Find each line of the material below in which the word "KvEntry" occurs, and return it.

=== Section Start ===

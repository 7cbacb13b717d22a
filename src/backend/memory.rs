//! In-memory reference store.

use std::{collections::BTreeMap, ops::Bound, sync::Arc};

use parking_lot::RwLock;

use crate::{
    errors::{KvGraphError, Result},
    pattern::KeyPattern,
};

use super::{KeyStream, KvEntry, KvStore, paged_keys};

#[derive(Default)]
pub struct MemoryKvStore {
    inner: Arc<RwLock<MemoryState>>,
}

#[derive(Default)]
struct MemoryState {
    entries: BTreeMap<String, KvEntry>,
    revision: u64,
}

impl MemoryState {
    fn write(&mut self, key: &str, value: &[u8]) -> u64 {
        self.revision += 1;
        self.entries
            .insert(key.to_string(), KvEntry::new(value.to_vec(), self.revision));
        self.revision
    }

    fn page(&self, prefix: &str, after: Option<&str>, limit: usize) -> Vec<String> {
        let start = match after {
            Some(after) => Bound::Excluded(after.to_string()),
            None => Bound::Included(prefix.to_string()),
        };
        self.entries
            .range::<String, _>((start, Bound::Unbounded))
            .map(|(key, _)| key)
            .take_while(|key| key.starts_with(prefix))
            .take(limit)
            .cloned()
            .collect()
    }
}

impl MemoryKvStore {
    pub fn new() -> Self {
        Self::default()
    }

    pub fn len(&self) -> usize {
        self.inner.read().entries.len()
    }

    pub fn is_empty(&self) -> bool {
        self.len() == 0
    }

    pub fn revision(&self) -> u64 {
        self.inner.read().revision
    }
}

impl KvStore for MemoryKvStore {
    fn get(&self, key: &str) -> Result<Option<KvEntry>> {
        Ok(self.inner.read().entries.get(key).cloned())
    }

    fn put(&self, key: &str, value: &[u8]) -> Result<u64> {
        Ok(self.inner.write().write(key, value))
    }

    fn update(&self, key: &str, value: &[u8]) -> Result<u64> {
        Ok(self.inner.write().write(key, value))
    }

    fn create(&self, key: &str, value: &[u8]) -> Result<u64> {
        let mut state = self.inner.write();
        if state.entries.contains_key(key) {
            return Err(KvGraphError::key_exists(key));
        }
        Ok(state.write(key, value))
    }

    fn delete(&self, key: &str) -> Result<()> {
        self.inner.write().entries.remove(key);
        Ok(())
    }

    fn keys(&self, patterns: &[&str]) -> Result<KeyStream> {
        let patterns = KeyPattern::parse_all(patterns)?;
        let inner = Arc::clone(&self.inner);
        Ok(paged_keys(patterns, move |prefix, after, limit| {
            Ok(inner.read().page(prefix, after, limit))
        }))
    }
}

=== Section End ===
=== Section Start ===

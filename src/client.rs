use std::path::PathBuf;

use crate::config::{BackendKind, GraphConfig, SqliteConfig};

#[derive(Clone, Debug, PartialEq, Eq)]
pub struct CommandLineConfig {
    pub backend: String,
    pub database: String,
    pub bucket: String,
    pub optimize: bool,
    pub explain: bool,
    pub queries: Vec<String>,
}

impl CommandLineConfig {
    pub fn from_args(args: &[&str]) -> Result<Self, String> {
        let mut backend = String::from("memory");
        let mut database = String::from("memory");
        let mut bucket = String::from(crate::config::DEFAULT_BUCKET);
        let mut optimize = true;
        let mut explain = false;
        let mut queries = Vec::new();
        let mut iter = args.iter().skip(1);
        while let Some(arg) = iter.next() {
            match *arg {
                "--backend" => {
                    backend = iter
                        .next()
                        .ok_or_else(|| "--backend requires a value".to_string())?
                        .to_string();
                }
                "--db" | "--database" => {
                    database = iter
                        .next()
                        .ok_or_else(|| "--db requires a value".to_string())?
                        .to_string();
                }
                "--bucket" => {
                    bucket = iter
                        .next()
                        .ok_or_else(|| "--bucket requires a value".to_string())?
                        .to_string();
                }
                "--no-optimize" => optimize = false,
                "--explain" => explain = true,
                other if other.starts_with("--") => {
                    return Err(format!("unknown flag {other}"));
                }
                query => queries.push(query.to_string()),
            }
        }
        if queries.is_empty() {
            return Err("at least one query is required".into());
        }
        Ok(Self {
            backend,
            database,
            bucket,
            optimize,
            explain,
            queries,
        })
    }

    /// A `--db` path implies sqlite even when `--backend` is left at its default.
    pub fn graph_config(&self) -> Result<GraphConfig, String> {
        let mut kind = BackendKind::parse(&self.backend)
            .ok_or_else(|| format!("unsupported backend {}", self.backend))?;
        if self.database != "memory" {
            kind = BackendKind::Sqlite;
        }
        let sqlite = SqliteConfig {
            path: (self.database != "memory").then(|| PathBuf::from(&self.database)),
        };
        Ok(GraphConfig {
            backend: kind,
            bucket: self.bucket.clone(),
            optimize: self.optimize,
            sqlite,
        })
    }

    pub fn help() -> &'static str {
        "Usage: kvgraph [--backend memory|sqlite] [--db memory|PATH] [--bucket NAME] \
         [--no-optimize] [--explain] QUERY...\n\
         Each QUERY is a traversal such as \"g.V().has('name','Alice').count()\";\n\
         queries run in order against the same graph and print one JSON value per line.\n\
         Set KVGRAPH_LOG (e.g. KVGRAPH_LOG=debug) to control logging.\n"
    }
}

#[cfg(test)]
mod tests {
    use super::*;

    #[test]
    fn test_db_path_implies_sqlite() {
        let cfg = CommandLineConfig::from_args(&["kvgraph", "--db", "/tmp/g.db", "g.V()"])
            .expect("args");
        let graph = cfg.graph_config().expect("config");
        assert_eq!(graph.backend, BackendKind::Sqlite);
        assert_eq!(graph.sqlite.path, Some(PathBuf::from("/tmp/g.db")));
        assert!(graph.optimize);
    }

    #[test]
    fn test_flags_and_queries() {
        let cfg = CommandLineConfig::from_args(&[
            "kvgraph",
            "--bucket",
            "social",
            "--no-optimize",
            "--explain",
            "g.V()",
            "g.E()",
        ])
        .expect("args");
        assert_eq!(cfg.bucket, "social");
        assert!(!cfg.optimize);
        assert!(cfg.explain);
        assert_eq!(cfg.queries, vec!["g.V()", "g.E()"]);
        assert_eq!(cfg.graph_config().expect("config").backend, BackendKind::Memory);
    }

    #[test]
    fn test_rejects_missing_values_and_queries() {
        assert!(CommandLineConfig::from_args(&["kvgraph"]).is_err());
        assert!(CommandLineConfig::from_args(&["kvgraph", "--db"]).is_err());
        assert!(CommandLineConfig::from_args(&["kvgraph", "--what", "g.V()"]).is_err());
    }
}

=== Section End ===

Task solution:
use super::{KeyStream, KvEntry, KvStore, paged_keys};
    entries: BTreeMap<String, KvEntry>,
            .insert(key.to_string(), KvEntry::new(value.to_vec(), self.revision));
    fn get(&self, key: &str) -> Result<Option<KvEntry>> {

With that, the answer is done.